Content starts

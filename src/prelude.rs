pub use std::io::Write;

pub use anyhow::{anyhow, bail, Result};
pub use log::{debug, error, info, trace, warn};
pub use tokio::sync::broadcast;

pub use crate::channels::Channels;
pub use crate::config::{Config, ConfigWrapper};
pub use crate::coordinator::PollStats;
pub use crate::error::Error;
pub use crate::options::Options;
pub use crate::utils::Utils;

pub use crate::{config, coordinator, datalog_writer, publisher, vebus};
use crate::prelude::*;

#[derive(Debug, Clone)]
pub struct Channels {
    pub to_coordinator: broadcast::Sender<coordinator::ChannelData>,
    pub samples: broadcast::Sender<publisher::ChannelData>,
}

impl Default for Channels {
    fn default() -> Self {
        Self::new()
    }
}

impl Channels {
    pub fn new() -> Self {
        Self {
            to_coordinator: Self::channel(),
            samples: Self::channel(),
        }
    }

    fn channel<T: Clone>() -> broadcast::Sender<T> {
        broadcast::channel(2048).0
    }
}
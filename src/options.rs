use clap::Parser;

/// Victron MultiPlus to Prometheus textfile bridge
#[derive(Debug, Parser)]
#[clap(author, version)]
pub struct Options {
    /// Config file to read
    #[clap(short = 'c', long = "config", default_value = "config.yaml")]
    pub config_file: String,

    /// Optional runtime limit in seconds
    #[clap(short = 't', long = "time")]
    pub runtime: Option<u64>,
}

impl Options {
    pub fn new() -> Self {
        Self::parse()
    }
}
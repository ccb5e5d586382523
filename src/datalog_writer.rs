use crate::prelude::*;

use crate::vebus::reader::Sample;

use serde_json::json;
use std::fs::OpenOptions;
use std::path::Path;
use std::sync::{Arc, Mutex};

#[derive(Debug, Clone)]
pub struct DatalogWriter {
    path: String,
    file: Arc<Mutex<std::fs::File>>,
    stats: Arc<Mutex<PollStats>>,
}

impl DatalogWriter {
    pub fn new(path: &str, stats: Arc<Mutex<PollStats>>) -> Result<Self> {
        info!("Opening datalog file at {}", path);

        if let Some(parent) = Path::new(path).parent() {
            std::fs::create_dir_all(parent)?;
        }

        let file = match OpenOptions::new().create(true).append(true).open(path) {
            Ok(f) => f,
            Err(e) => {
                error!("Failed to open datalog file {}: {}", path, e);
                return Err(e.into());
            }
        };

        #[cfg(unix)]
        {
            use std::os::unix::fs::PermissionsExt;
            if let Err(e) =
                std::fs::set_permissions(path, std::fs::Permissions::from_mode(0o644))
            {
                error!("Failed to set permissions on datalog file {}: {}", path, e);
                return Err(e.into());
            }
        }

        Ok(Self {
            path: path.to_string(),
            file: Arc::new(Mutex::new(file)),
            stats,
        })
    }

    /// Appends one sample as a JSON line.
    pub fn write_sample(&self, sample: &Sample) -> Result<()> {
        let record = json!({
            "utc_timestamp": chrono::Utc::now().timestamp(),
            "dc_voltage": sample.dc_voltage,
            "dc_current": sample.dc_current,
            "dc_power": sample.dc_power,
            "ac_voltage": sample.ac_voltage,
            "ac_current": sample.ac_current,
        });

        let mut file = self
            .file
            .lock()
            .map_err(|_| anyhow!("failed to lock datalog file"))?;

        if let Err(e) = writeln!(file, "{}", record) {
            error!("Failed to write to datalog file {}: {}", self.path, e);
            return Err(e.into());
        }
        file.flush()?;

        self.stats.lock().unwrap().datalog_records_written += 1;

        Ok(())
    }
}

Content ends

Once you have read the records, repeat them all exactly.

filename src/prelude.rs
pub use std::io::Write;

pub use anyhow::{anyhow, bail, Result};
pub use log::{debug, error, info, trace, warn};
pub use tokio::sync::broadcast;

pub use crate::channels::Channels;
pub use crate::config::{Config, ConfigWrapper};
pub use crate::coordinator::PollStats;
pub use crate::error::Error;
pub use crate::options::Options;
pub use crate::utils::Utils;

pub use crate::{config, coordinator, datalog_writer, publisher, vebus};
use crate::prelude::*;

#[derive(Debug, Clone)]
pub struct Channels {
    pub to_coordinator: broadcast::Sender<coordinator::ChannelData>,
    pub samples: broadcast::Sender<publisher::ChannelData>,
}

impl Default for Channels {
    fn default() -> Self {
        Self::new()
    }
}

impl Channels {
    pub fn new() -> Self {
        Self {
            to_coordinator: Self::channel(),
            samples: Self::channel(),
        }
    }

    fn channel<T: Clone>() -> broadcast::Sender<T> {
        broadcast::channel(2048).0
    }
}
filename src/options.rs
use clap::Parser;

/// Victron MultiPlus to Prometheus textfile bridge
#[derive(Debug, Parser)]
#[clap(author, version)]
pub struct Options {
    /// Config file to read
    #[clap(short = 'c', long = "config", default_value = "config.yaml")]
    pub config_file: String,

    /// Optional runtime limit in seconds
    #[clap(short = 't', long = "time")]
    pub runtime: Option<u64>,
}

impl Options {
    pub fn new() -> Self {
        Self::parse()
    }
}
repository ccb5e5d586382523
filename src/datalog_writer.rs
use crate::prelude::*;

use crate::vebus::reader::Sample;

use serde_json::json;
use std::fs::OpenOptions;
use std::path::Path;
use std::sync::{Arc, Mutex};

#[derive(Debug, Clone)]
pub struct DatalogWriter {
    path: String,
    file: Arc<Mutex<std::fs::File>>,
    stats: Arc<Mutex<PollStats>>,
}

impl DatalogWriter {
    pub fn new(path: &str, stats: Arc<Mutex<PollStats>>) -> Result<Self> {
        info!("Opening datalog file at {}", path);

        if let Some(parent) = Path::new(path).parent() {
            std::fs::create_dir_all(parent)?;
        }

        let file = match OpenOptions::new().create(true).append(true).open(path) {
            Ok(f) => f,
            Err(e) => {
                error!("Failed to open datalog file {}: {}", path, e);
                return Err(e.into());
            }
        };

        #[cfg(unix)]
        {
            use std::os::unix::fs::PermissionsExt;
            if let Err(e) =
                std::fs::set_permissions(path, std::fs::Permissions::from_mode(0o644))
            {
                error!("Failed to set permissions on datalog file {}: {}", path, e);
                return Err(e.into());
            }
        }

        Ok(Self {
            path: path.to_string(),
            file: Arc::new(Mutex::new(file)),
            stats,
        })
    }

    /// Appends one sample as a JSON line.
    pub fn write_sample(&self, sample: &Sample) -> Result<()> {
        let record = json!({
            "utc_timestamp": chrono::Utc::now().timestamp(),
            "dc_voltage": sample.dc_voltage,
            "dc_current": sample.dc_current,
            "dc_power": sample.dc_power,
            "ac_voltage": sample.ac_voltage,
            "ac_current": sample.ac_current,
        });

        let mut file = self
            .file
            .lock()
            .map_err(|_| anyhow!("failed to lock datalog file"))?;

        if let Err(e) = writeln!(file, "{}", record) {
            error!("Failed to write to datalog file {}: {}", self.path, e);
            return Err(e.into());
        }
        file.flush()?;

        self.stats.lock().unwrap().datalog_records_written += 1;

        Ok(())
    }
}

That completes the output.